American television talk show

The Jane Whitney Show (Note: The show was broadcast in late-night markets as NightTalk with Jane Whitney.) is an American talk show that was hosted by Jane Whitney. The show ran for two seasons from March 30, 1992, to 1994. It was placed in first-run syndication until its cancelation in January 1994; however, NBC picked up the show. While it was syndicated, it appeared in 19 of the largest 20 TV markets.

==Format==
The Jane Whitney Show is an hour-long talk show that was hosted by news reporter Jane Whitney. It was broadcast as NightTalk with Jane Whitney in late-night markets.

==Production==
===Conception and development===
In 1992, Whitney claimed that "a talk show is really the only thing I've ever wanted to do."

In 1993, the show's production relocated to Manhattan, where it was taped at Unitel Video's Studio 55.

===Topic selection===
The show featured topics such as "I Was Fired Because of My Beautiful Body", "Transsexual Relationships", "Teenagers Who Kill Their Friends", and "Couples Who Are Too Busy for Sex". However, Whitney claimed that the titles were "just a titillation factor" and that she approached the topics as serious journalism.

===Guest and audience recruitment===
Two guests claimed that they received a three-day, two-night trip to New York and $100 each for their appearance on the show.

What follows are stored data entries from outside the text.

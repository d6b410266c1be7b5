//! 手のランドマーク（検出器の出力）
//!
//! MediaPipe Hands の21点レイアウトに従う。座標は入力画像に対する
//! 正規化座標（0〜1）。

use crate::types::NailId;
use serde::{Deserialize, Serialize};
use std::collections::BTreeMap;

/// MediaPipe Hands のランドマーク数
pub const HAND_LANDMARK_COUNT: usize = 21;

/// 正規化座標
#[derive(Debug, Clone, Copy, PartialEq, Default, Serialize, Deserialize)]
pub struct NormalizedPoint {
    pub x: f64,
    pub y: f64,
}

impl NormalizedPoint {
    pub fn new(x: f64, y: f64) -> Self {
        Self { x, y }
    }
}

/// 指ごとの (指先, 第一関節) ランドマーク番号
pub fn landmark_pair(id: NailId) -> (usize, usize) {
    match id {
        NailId::Thumb => (4, 3),
        NailId::Index => (8, 7),
        NailId::Middle => (12, 11),
        NailId::Ring => (16, 15),
        NailId::Pinky => (20, 19),
    }
}

/// 1回の検出結果（ランドマーク番号 → 正規化座標）
///
/// JSONは21要素の配列（`[{x,y}, ...]`）と番号をキーにしたマップ
/// （`{"4": {x,y}, ...}`）のどちらも受け付ける。
#[derive(Debug, Clone, PartialEq, Default, Serialize, Deserialize)]
#[serde(try_from = "FrameRepr")]
pub struct LandmarkFrame {
    points: BTreeMap<usize, NormalizedPoint>,
}

#[derive(Deserialize)]
#[serde(untagged)]
enum FrameRepr {
    Dense(Vec<NormalizedPoint>),
    Sparse(BTreeMap<String, NormalizedPoint>),
    Wrapped { points: BTreeMap<String, NormalizedPoint> },
}

impl TryFrom<FrameRepr> for LandmarkFrame {
    type Error = String;

    fn try_from(repr: FrameRepr) -> Result<Self, Self::Error> {
        match repr {
            FrameRepr::Dense(points) => Ok(LandmarkFrame::from_dense(points)),
            FrameRepr::Sparse(points) | FrameRepr::Wrapped { points } => {
                let mut frame = LandmarkFrame::default();
                for (key, point) in points {
                    let index: usize = key
                        .trim()
                        .parse()
                        .map_err(|_| format!("invalid landmark index: {}", key))?;
                    frame.insert(index, point);
                }
                Ok(frame)
            }
        }
    }
}

impl LandmarkFrame {
    pub fn new() -> Self {
        Self::default()
    }

    /// 検出器が返す配列（番号順）から作成
    pub fn from_dense(points: Vec<NormalizedPoint>) -> Self {
        Self {
            points: points.into_iter().enumerate().collect(),
        }
    }

    pub fn insert(&mut self, index: usize, point: NormalizedPoint) {
        self.points.insert(index, point);
    }

    pub fn get(&self, index: usize) -> Option<NormalizedPoint> {
        self.points.get(&index).copied()
    }

    pub fn len(&self) -> usize {
        self.points.len()
    }

    pub fn is_empty(&self) -> bool {
        self.points.is_empty()
    }

    /// 指先と第一関節の両方が揃っている場合のみ返す
    pub fn finger(&self, id: NailId) -> Option<(NormalizedPoint, NormalizedPoint)> {
        let (tip, joint) = landmark_pair(id);
        Some((self.get(tip)?, self.get(joint)?))
    }
}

==Broadcast history and release==
The show was renewed for a second season on January 15, 1993. By February 1993, the show received coverage in 62 percent of the United States. On November 23, 1993, Warner Bros. Domestic Television Distribution announced that the show was canceled and that it would conclude in January 1994. However, in December 1993, the show was picked up by NBC as a replacement for the game shows Caesars Challenge and Concentration. It premiered on NBC on January 17, 1994.

Episodes of the show were available for individual purchase from Video Archives, a company that sold tapes of major talk shows.